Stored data
++++++
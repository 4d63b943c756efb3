//! Per-request span and completion log.
//!
//! Every request runs inside a `request` span carrying a fresh UUID v4 and the
//! route it matched. Requests that match no route are labelled as such, so a
//! 404 or 405 reads differently from a served page without being an error.

use std::time::Instant;

use axum::{
    extract::{MatchedPath, Request},
    middleware::Next,
    response::Response,
};
use http::StatusCode;
use tracing::Instrument;
use uuid::Uuid;

/// Route label for requests that matched none of the routes.
pub const UNMATCHED_ROUTE: &str = "<unmatched>";

/// What the router did with a request.
#[derive(Debug, Clone, Copy, PartialEq, Eq)]
pub enum Outcome {
    /// A handler answered.
    Served,
    /// No route for the path.
    NotFound,
    /// The path exists but not for this method.
    MethodNotAllowed,
}

impl Outcome {
    pub fn classify(matched: bool, status: StatusCode) -> Self {
        match (matched, status) {
            (false, _) => Self::NotFound,
            (true, StatusCode::METHOD_NOT_ALLOWED) => Self::MethodNotAllowed,
            (true, _) => Self::Served,
        }
    }

    pub fn as_str(self) -> &'static str {
        match self {
            Self::Served => "served",
            Self::NotFound => "not_found",
            Self::MethodNotAllowed => "method_not_allowed",
        }
    }
}

/// Wraps the request in a span and logs one line when the response is ready.
///
/// Must be added with `Router::layer` so [`MatchedPath`] is already set.
pub async fn trace_request(request: Request, next: Next) -> Response {
    let route = request
        .extensions()
        .get::<MatchedPath>()
        .map(|matched| matched.as_str().to_owned());

    let span = tracing::info_span!(
        "request",
        id = %Uuid::new_v4(),
        method = %request.method(),
        path = %request.uri().path(),
        route = route.as_deref().unwrap_or(UNMATCHED_ROUTE),
    );

    let start = Instant::now();
    let response = next.run(request).instrument(span.clone()).await;
    let outcome = Outcome::classify(route.is_some(), response.status());

    span.in_scope(|| {
        tracing::info!(
            status = response.status().as_u16(),
            outcome = outcome.as_str(),
            elapsed_us = start.elapsed().as_micros() as u64,
            "Request completed"
        );
    });

    response
}
// =============================================================================
// PERSISTENCE
// =============================================================================

async fn insert_activity(
    tx: &mut Transaction<'_, Postgres>,
    empresa_id: Uuid,
    area_id: Uuid,
    responsable_id: Uuid,
    draft: &ActivityDraft,
) -> Result<Uuid> {
    let actividad_id = Uuid::new_v4();
    sqlx::query(
        r#"
        INSERT INTO actividades
        (actividad_id, empresa_id, area_id, responsable_id, descripcion,
         fecha_origen, fecha_compromiso, fecha_entrega_real, avance, estado,
         link_evidencia, observaciones)
        VALUES ($1, $2, $3, $4, $5, $6, $7, $8, $9, $10, $11, $12)
        "#,
    )
    .bind(actividad_id)
    .bind(empresa_id)
    .bind(area_id)
    .bind(responsable_id)
    .bind(&draft.descripcion)
    .bind(draft.fecha_origen)
    .bind(draft.fecha_compromiso)
    .bind(draft.fecha_entrega_real)
    .bind(draft.avance)
    .bind(draft.estado.as_str())
    .bind(&draft.link_evidencia)
    .bind(&draft.observaciones)
    .execute(&mut **tx)
    .await?;

    Ok(actividad_id)
}

/// Create job run for the importer
async fn create_job_run(pool: &PgPool, source: &str) -> Result<Uuid> {
    let job_run_id = Uuid::new_v4();
    sqlx::query(
        r#"
        INSERT INTO job_runs (job_run_id, component, source_id, status, detail)
        VALUES ($1, 'importer', $2, 'running', '{}')
        "#,
    )
    .bind(job_run_id)
    .bind(source)
    .execute(pool)
    .await?;
    Ok(job_run_id)
}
++++++
> [WHAT THE EXERCISE ASKS] Go through the records and print each one exactly.

> [COMPLETED TASK]
repository 4d63b943c756efb3
//! Per-request span and completion log.
//!
//! Every request runs inside a `request` span carrying a fresh UUID v4 and the
//! route it matched. Requests that match no route are labelled as such, so a
//! 404 or 405 reads differently from a served page without being an error.

use std::time::Instant;

use axum::{
    extract::{MatchedPath, Request},
    middleware::Next,
    response::Response,
};
use http::StatusCode;
use tracing::Instrument;
use uuid::Uuid;

/// Route label for requests that matched none of the routes.
pub const UNMATCHED_ROUTE: &str = "<unmatched>";

/// What the router did with a request.
#[derive(Debug, Clone, Copy, PartialEq, Eq)]
pub enum Outcome {
    /// A handler answered.
    Served,
    /// No route for the path.
    NotFound,
    /// The path exists but not for this method.
    MethodNotAllowed,
}

impl Outcome {
    pub fn classify(matched: bool, status: StatusCode) -> Self {
        match (matched, status) {
            (false, _) => Self::NotFound,
            (true, StatusCode::METHOD_NOT_ALLOWED) => Self::MethodNotAllowed,
            (true, _) => Self::Served,
        }
    }

    pub fn as_str(self) -> &'static str {
        match self {
            Self::Served => "served",
            Self::NotFound => "not_found",
            Self::MethodNotAllowed => "method_not_allowed",
        }
    }
}

/// Wraps the request in a span and logs one line when the response is ready.
///
/// Must be added with `Router::layer` so [`MatchedPath`] is already set.
pub async fn trace_request(request: Request, next: Next) -> Response {
    let route = request
        .extensions()
        .get::<MatchedPath>()
        .map(|matched| matched.as_str().to_owned());

    let span = tracing::info_span!(
        "request",
        id = %Uuid::new_v4(),
        method = %request.method(),
        path = %request.uri().path(),
        route = route.as_deref().unwrap_or(UNMATCHED_ROUTE),
    );

    let start = Instant::now();
    let response = next.run(request).instrument(span.clone()).await;
    let outcome = Outcome::classify(route.is_some(), response.status());

    span.in_scope(|| {
        tracing::info!(
            status = response.status().as_u16(),
            outcome = outcome.as_str(),
            elapsed_us = start.elapsed().as_micros() as u64,
            "Request completed"
        );
    });

    response
}
// =============================================================================
// PERSISTENCE
// =============================================================================

async fn insert_activity(
    tx: &mut Transaction<'_, Postgres>,
    empresa_id: Uuid,
    area_id: Uuid,
    responsable_id: Uuid,
    draft: &ActivityDraft,
) -> Result<Uuid> {
    let actividad_id = Uuid::new_v4();
    sqlx::query(
        r#"
        INSERT INTO actividades
        (actividad_id, empresa_id, area_id, responsable_id, descripcion,
         fecha_origen, fecha_compromiso, fecha_entrega_real, avance, estado,
         link_evidencia, observaciones)
        VALUES ($1, $2, $3, $4, $5, $6, $7, $8, $9, $10, $11, $12)
        "#,
    )
    .bind(actividad_id)
    .bind(empresa_id)
    .bind(area_id)
    .bind(responsable_id)
    .bind(&draft.descripcion)
    .bind(draft.fecha_origen)
    .bind(draft.fecha_compromiso)
    .bind(draft.fecha_entrega_real)
    .bind(draft.avance)
    .bind(draft.estado.as_str())
    .bind(&draft.link_evidencia)
    .bind(&draft.observaciones)
    .execute(&mut **tx)
    .await?;

    Ok(actividad_id)
}

/// Create job run for the importer
async fn create_job_run(pool: &PgPool, source: &str) -> Result<Uuid> {
    let job_run_id = Uuid::new_v4();
    sqlx::query(
        r#"
        INSERT INTO job_runs (job_run_id, component, source_id, status, detail)
        VALUES ($1, 'importer', $2, 'running', '{}')
        "#,
    )
    .bind(job_run_id)
    .bind(source)
    .execute(pool)
    .await?;
    Ok(job_run_id)
}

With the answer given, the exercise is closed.